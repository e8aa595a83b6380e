//! Trait definitions for hardware abstraction.
//!
//! This module defines the seams that allow rotaplate to run against real
//! step/direction driver hardware or against desktop mocks:
//!
//! - [`PulseSource`]: step waveform generator (frequency, duty, enable)
//! - [`ReferenceSensor`]: boolean level read of the reference detector
//! - [`Delay`]: blocking settle delay used around direction/speed restarts
//!
//! The [`Direction`] enum lives here too since both the pulse-source
//! wiring and the motion controller share it.
//!
//! For testing without hardware, use the implementations in
//! [`crate::hal::mock`].

pub mod hardware;

pub use hardware::*;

——

**What you have to do**: Output the full listing above word for word.

**Written solution**:
repository e8aa595a83b6380e
//! Trait definitions for hardware abstraction.
//!
//! This module defines the seams that allow rotaplate to run against real
//! step/direction driver hardware or against desktop mocks:
//!
//! - [`PulseSource`]: step waveform generator (frequency, duty, enable)
//! - [`ReferenceSensor`]: boolean level read of the reference detector
//! - [`Delay`]: blocking settle delay used around direction/speed restarts
//!
//! The [`Direction`] enum lives here too since both the pulse-source
//! wiring and the motion controller share it.
//!
//! For testing without hardware, use the implementations in
//! [`crate::hal::mock`].

pub mod hardware;

pub use hardware::*;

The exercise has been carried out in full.